I am a fan of science fiction/fantasy. Have been from my earliest years, and now that I am in the early years of my second half century, I find my reactions to many goings on framed within the plethora of metaphor clusters I acquired in my sci fi literature explorations. Understanding this about me is relevant to the extent that 1) I truly believe in the force–for good and ill–as a framing spiritual metaphor for the divine in life; and 2) I often understand the import of present affairs in light of these framing metaphors. So it should surprise few that I found myself processing some events of the last few days through the lenses I acquired in my explorations of science fiction.
I found myself particularly disturbed last evening as I watched and read about the events unfolding in Wisconsin, Ohio and Michigan. Watching and reading about the events in Ohio and Wisconsin, I was particularly fascinated by the response of the citizenry to the proposals by the governors of both states to disintegrate or diminish greatly the rights of government employees to organize and maintain membership as unionized workers, to strike when the membership deemed it necessary to do so, and to bargain as a represented entity for wages, benefits, and conditions of working. I feel a deep connection to these two places and the events unfolding there for a few important reasons: I was born and raised in Ohio, I completed my bachelor’s degree there, and have been teaching at a private university in Ohio for 21 years. I earned my Doctorate from the University of Minnesota, and spent my first 6 years as a terminally degreed professional teaching in the University of Wisconsin system and living in Wisconsin. Minnesota and Wisconsin were, for me, wonderful places to live and learn: the people were a pragmatic yet progressive lot. These states can claim proudly as their own Hubert Humphrey, Robert La Follette, and more recently, Al Frankin, Donna Shalala and Herb Kohl. So it was no innocuous event to see 30, 000 plus people gathering in the Wisconsin capital to protest the proposals to bust the state employees unions by the newly elected governor. Layer this on top of what I had observed the same day in Ohio, as John Kasich proposes to strip the rights of government employees’ unions here–and the thousands of teachers, police, municipal workers, and university employees–gathered at the Statehouse to speak in hearings and monitor the actions of the governor and the senate, and I not surprisingly found myself mentally flashing to a sci fi scene that crystallized the import of it all for me.
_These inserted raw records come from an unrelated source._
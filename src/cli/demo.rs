use clap::Parser;
use nestrec::Config;
use tracing::{debug, instrument};

use super::{OutputFormat, Session, print::emit, terminal::Colorize};

/// Command arguments for `nestrec demo`.
#[derive(Debug, Parser)]
#[command(about = "Print, insert a named and a generated record, then remove one")]
pub struct Demo {
    /// Identifier of the record inserted by name
    #[arg(long, default_value = "New Id")]
    insert: String,

    /// Identifier of the record removed at the end
    #[arg(long, default_value = "M Ba")]
    remove: String,
}

impl Default for Demo {
    fn default() -> Self {
        Self {
            insert: "New Id".to_string(),
            remove: "M Ba".to_string(),
        }
    }
}

impl Demo {
    #[instrument(level = "debug", skip(config))]
    pub fn run(self, config: &Config) -> anyhow::Result<()> {
        let mut session = Session::new(config);
        emit(session.structure(), OutputFormat::Table)?;

        // Insert failures end the run.
        session.insert(Some(self.insert.as_str()))?;
        emit(session.structure(), OutputFormat::Table)?;

        session.insert(None)?;
        emit(session.structure(), OutputFormat::Table)?;

        // Remove failures are reported and the run carries on.
        if let Err(e) = session.remove(&self.remove) {
            debug!(id = %self.remove, error = %e, "remove failed");
            eprintln!("{} {e}", "Error:".error());
        }

        Ok(())
    }
}
use crate::domain::{Identifier, Record};

/// Supplies new records for insertion.
///
/// Insertion asks for candidate identifiers only when the caller did not
/// request one, and asks for the record itself only after the identifier
/// has passed validation.
pub trait RecordSource {
    /// Proposes an identifier for a record the caller did not name.
    ///
    /// Candidates may collide with identifiers already in use; the caller
    /// keeps asking until it finds a free one.
    fn next_identifier(&mut self) -> Identifier;

    /// Builds a fully populated record carrying `id`.
    fn record(&mut self, id: Identifier) -> Record;
}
The flash was deeply vivid: at the end of Terminator (the first movie of the trilogy), Sarah Connor finds herself in the desert, well pregnant with the child around which the action of the three movies revolves. She stops at a gas station to fill up the tank of her jeep, determined to take herself and her unborn child far away from the forces which threaten both her, her child, and the future of the planet. The final scene shows her driving out of the gas station and down the road toward the mountains. And, over those mountains to which she must escape, we can see the brewing of a violent storm: sky dark purple, lightning and thunder flashing with menace, inevitable in the ominous threat it holds for her and all of humankind.
And then another flash: the Dark Times. The episode in the time line of the epic Star Wars series, when the Dark Side of the force takes hold in the galaxy and the Empire rises to epic prominence to oppress forces of good in the galaxy. Epic events and overwhelming force suppresses and quashes all signs of resistance and protest.
And I realize, the only one talking about what is happening in these two states in any informative forum like news or punditry on a national scale is Ed. Our Ed who we sometimes viewed with amused tolerance, or maybe even disdain, because he was so willing to scream about anything that threatened, as he calls it, “the soul of this country.” I now feel the full force of the two by four hitting my forehead. It is the Dark Times. We have driven well into the storm over the mountains. We’re going to have to live this in Wisconsin, Ohio, Michigan, and the force only knows how many other states until we come out on the other side in 2012. Where we come out is ours to determine, I truly believe. But we better well now set ourselves to the reality that this storm is going to rage for quite a while until then, the Dark Times will not go away because we (or the other arms of the media industry) refuse to act like they are here or acknowledge its significance.
Everyone brace yourselves. And pay attention to Ed.